▶ **About this task**
Repeat exactly the lines from the start of the entries below through the line containing "fn fmt(&self, f: &mut". Omit the rest.

(Stored entries)
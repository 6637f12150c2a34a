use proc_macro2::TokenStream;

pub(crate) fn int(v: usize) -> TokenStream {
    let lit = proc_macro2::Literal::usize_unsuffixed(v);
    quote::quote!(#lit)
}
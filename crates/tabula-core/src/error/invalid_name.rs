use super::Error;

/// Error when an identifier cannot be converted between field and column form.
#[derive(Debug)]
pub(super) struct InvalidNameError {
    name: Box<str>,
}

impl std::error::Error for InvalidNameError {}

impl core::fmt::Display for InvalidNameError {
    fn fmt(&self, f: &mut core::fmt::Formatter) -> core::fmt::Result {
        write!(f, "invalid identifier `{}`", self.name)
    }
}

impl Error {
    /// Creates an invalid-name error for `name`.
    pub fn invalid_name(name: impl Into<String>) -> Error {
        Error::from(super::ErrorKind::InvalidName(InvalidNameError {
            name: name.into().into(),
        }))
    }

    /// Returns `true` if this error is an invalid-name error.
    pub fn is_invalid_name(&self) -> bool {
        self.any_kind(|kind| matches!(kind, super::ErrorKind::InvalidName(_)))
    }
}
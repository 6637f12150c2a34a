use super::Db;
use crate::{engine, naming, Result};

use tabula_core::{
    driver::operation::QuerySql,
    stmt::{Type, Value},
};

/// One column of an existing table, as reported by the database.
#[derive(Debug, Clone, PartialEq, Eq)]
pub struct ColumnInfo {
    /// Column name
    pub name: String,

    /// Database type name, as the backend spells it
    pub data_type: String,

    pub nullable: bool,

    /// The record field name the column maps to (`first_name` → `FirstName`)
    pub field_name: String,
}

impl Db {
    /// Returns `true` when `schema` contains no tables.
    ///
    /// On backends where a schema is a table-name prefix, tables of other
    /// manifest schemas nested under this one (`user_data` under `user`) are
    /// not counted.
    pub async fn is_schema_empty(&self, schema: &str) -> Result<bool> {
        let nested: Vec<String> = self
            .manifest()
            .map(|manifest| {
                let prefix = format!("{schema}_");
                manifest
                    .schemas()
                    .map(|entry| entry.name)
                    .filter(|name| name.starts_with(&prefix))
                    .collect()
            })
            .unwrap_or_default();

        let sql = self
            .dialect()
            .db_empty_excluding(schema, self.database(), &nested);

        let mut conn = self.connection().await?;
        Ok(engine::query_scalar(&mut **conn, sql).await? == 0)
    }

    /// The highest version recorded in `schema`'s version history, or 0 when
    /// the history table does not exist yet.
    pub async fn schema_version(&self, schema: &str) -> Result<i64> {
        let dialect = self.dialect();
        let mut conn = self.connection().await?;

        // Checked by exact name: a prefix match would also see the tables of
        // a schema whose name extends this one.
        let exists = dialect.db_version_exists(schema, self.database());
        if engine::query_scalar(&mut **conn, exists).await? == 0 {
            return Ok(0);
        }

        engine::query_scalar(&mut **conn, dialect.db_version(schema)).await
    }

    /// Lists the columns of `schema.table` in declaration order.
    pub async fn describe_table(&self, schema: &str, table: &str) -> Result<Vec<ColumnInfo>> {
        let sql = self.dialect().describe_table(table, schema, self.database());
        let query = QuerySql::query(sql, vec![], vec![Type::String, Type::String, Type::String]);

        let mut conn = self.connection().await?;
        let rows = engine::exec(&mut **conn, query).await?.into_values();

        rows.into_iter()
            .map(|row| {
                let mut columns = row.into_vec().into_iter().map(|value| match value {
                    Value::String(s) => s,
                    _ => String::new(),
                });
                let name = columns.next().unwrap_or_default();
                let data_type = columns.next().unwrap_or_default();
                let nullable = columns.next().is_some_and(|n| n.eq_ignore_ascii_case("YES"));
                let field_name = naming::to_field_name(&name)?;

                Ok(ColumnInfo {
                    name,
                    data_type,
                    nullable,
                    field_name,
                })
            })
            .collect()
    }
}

▶ **Task solution**
repository 6637f12150c2a34a
use proc_macro2::TokenStream;

pub(crate) fn int(v: usize) -> TokenStream {
    let lit = proc_macro2::Literal::usize_unsuffixed(v);
    quote::quote!(#lit)
}
filename crates/tabula-core/src/error/invalid_name.rs
use super::Error;

/// Error when an identifier cannot be converted between field and column form.
#[derive(Debug)]
pub(super) struct InvalidNameError {
    name: Box<str>,
}

impl std::error::Error for InvalidNameError {}

impl core::fmt::Display for InvalidNameError {
    fn fmt(&self, f: &mut core::fmt::Formatter) -> core::fmt::Result {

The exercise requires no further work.